The more you see professional women in terms of their sexuality the less you will see them as professionals.

Given this climate, many men—especially those who are in the public eye and whose antics are most likely to be exposed—are unwilling to assume the risk. They refuse to have closed-door one-on-one, private meetings with female staff and do not want to be seen out at a function with a female.

For all anyone knows, it is all perfectly professional. And yet, given the cultural climate, there are greater chances for misinterpretation—innocent or malevolent.

The National Journal has the story:

In an anonymous survey of female staffers conducted by National Journalin order to gather information on the difficulties they face in a male-dominated industry, several female aides reported that they have been barred from staffing their male bosses at evening events, driving alone with their congressman or senator, or even sitting down one-on-one in his office for fear that others would get the wrong impression.

It continues:

"Even though my boss is like a second dad to me, our office was always worried about any negative assumptions that might be made. This has made and makes my job significantly harder to do," one female staffer told National Journal.

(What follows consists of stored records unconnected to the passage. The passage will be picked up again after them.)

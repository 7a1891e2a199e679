use super::LocalStore;
use crate::error::StoreError;
use anyhow::Context;
use std::cell::RefCell;
use std::collections::BTreeMap;
use std::fs;
use std::path::{Path, PathBuf};

/// Local store persisted as one JSON object file. Every write rewrites the file through a
/// temporary sibling and a rename, so a reader never sees a half-written file.
pub struct FileLocalStore {
    path: PathBuf,
    items: RefCell<BTreeMap<String, String>>,
}

impl FileLocalStore {
    pub fn open(path: impl AsRef<Path>) -> anyhow::Result<Self> {
        let path = path.as_ref().to_path_buf();
        let items = if path.exists() {
            let raw = fs::read_to_string(&path)
                .with_context(|| format!("reading local store {}", path.display()))?;
            if raw.trim().is_empty() {
                BTreeMap::new()
            } else {
                serde_json::from_str(&raw)
                    .with_context(|| format!("parsing local store {}", path.display()))?
            }
        } else {
            BTreeMap::new()
        };
        Ok(Self {
            path,
            items: RefCell::new(items),
        })
    }

    pub fn path(&self) -> &Path {
        &self.path
    }

    fn flush(&self, items: &BTreeMap<String, String>) -> anyhow::Result<()> {
        let encoded = serde_json::to_string_pretty(items)?;
        let tmp = self.path.with_extension("tmp");
        fs::write(&tmp, encoded).with_context(|| format!("writing {}", tmp.display()))?;
        fs::rename(&tmp, &self.path)
            .with_context(|| format!("replacing {}", self.path.display()))?;
        Ok(())
    }

    fn update(&self, key: &str, apply: impl FnOnce(&mut BTreeMap<String, String>)) -> Result<(), StoreError> {
        let mut next = self.items.borrow().clone();
        apply(&mut next);
        self.flush(&next).map_err(|err| StoreError::LocalWrite {
            key: key.to_string(),
            reason: format!("{:#}", err),
        })?;
        *self.items.borrow_mut() = next;
        Ok(())
    }
}

impl LocalStore for FileLocalStore {
    fn get_item(&self, key: &str) -> Option<String> {
        self.items.borrow().get(key).cloned()
    }

    fn set_item(&self, key: &str, value: &str) -> Result<(), StoreError> {
        self.update(key, |items| {
            items.insert(key.to_string(), value.to_string());
        })
    }

    fn remove_item(&self, key: &str) -> Result<(), StoreError> {
        self.update(key, |items| {
            items.remove(key);
        })
    }
}

#[cfg(test)]
mod tests {
    use super::*;

    fn scratch_path(name: &str) -> PathBuf {
        let dir = std::env::temp_dir().join(format!("lucky-scratch-{}-{}", name, std::process::id()));
        fs::create_dir_all(&dir).unwrap();
        dir.join("local.json")
    }

    #[test]
    fn values_survive_reopen() {
        let path = scratch_path("reopen");
        let _ = fs::remove_file(&path);
        {
            let store = FileLocalStore::open(&path).unwrap();
            store.set_item("visitor-id", "user_1_abc").unwrap();
            store.set_item("gone", "x").unwrap();
            store.remove_item("gone").unwrap();
        }
        let store = FileLocalStore::open(&path).unwrap();
        assert_eq!(store.get_item("visitor-id").as_deref(), Some("user_1_abc"));
        assert_eq!(store.get_item("gone"), None);
        fs::remove_file(&path).unwrap();
    }

    #[test]
    fn corrupt_file_is_reported() {
        let path = scratch_path("corrupt");
        fs::write(&path, "{not json").unwrap();
        let err = FileLocalStore::open(&path).err().unwrap();
        assert!(format!("{:#}", err).contains("parsing local store"));
        fs::remove_file(&path).unwrap();
    }

    #[test]
    fn unwritable_location_is_a_local_write_error() {
        let path = std::env::temp_dir()
            .join(format!("lucky-scratch-missing-{}", std::process::id()))
            .join("nested")
            .join("local.json");
        let store = FileLocalStore::open(&path).unwrap();
        let err = store.set_item("k", "v").unwrap_err();
        assert!(matches!(err, StoreError::LocalWrite { .. }));
        assert_eq!(store.get_item("k"), None);
    }
}
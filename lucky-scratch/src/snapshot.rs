use crate::types::{LeaderboardEntry, PlayRecord, Question};
use serde::{Deserialize, Serialize};

// Lightweight container for UI sync. Carries the current screen, what it needs to render and
// the current top of the leaderboard.

#[derive(Clone, Copy, Serialize, Deserialize, Debug, PartialEq, Eq)]
pub enum ScreenKind {
    Landing,
    Quiz,
    Scratch,
    Result,
    AlreadyPlayed,
}

impl ScreenKind {
    pub fn label(&self) -> &'static str {
        match self {
            ScreenKind::Landing => "landing",
            ScreenKind::Quiz => "quiz",
            ScreenKind::Scratch => "scratch",
            ScreenKind::Result => "result",
            ScreenKind::AlreadyPlayed => "already played",
        }
    }
}

/// A question as shown to the visitor, without its answer.
#[derive(Clone, Serialize, Deserialize, Debug, PartialEq, Eq)]
pub struct QuestionView {
    pub prompt: String,
    pub options: Vec<String>,
}

impl From<&Question> for QuestionView {
    fn from(question: &Question) -> Self {
        Self {
            prompt: question.prompt.clone(),
            options: question.options.clone(),
        }
    }
}

#[derive(Clone, Serialize, Deserialize, Debug, PartialEq)]
#[serde(rename_all = "camelCase")]
pub struct GameSnapshot {
    pub screen: ScreenKind,
    pub name: String,
    pub role: String,
    #[serde(default, skip_serializing_if = "Option::is_none")]
    pub question: Option<QuestionView>,
    #[serde(default, skip_serializing_if = "Option::is_none")]
    pub attempts_remaining: Option<u8>,
    #[serde(default, skip_serializing_if = "Option::is_none")]
    pub amount: Option<u64>,
    #[serde(default, skip_serializing_if = "Option::is_none")]
    pub formatted_amount: Option<String>,
    #[serde(default, skip_serializing_if = "Option::is_none")]
    pub cleared_fraction: Option<f64>,
    pub jackpot: bool,
    pub quiz_failed: bool,
    #[serde(default, skip_serializing_if = "Option::is_none")]
    pub greeting: Option<String>,
    #[serde(default, skip_serializing_if = "Option::is_none")]
    pub record: Option<PlayRecord>,
    pub leaderboard: Vec<LeaderboardEntry>,
}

Another reported that in twelve years working for her previous boss, he "never took a closed door meeting with me. … This made sensitive and strategic discussions extremely difficult."

This situation is apparently not the norm:

The issue is hardly the norm. Numerous staffers contacted for this story, both male and female, said they had never experienced or even heard of such a policy. But those who do employ these policies could have a legal issue.

The lawyer’s solution: sue.

Any Congressman who systematically excludes female staff from certain types of interactions might now be threatened with legal action.

Attorney Debra Katz sees how this makes career advancement more difficult for women:

"So much happens in creating trustful relationships and if you can't develop a trustful relationship where you're having some one-on-one time, as the men apparently are getting—I can see many reasons why this is a terrible idea, terrible in the sense of discriminatory," Katz added, calling the practice "clearly unlawful."

The presence of women in a Congressman’s office thus becomes a threat: damned if you do and damned if you don’t. One finds it difficult to understand how women are advantaged in the workplace by having their presence made a danger.

And, how is anyone going to litigate face time or private meetings? In this, as in many other cases, we should never underestimate the ingenuity of lawyers.

For reasons that remain mysterious to some, the same problem does not arise with senior female senators, for example.

Maine Senator Susan Collins does not get it:

The Maine Republican said she was "just stunned" that some of her male colleagues would be so concerned about working closely with their female aides. "To me, that's just extraordinary because of what it implies, the lack of professionalism that it would imply," Collins said. "It implies that a man and a woman can't have a completely professional, proper relationship. That's just stunning."

It doesn’t feel absurd to think that under certain circumstances it is difficult for a man and a woman to have a completely professional relationship. Need we mention that the fault is not always on the side of the male?

Given human nature, it has occasionally happened that a young woman will act in ways that are not entirely professional, the better to advance her career or even to find herself a husband. Heaven forfend, but unmarried young women have even been known to flirt or seduce married bosses.

To imagine that women are totally innocent in these matters stretches credulity.

Pretending that the difference between the sexes does not exist seems not to serve the best interests of men or of women.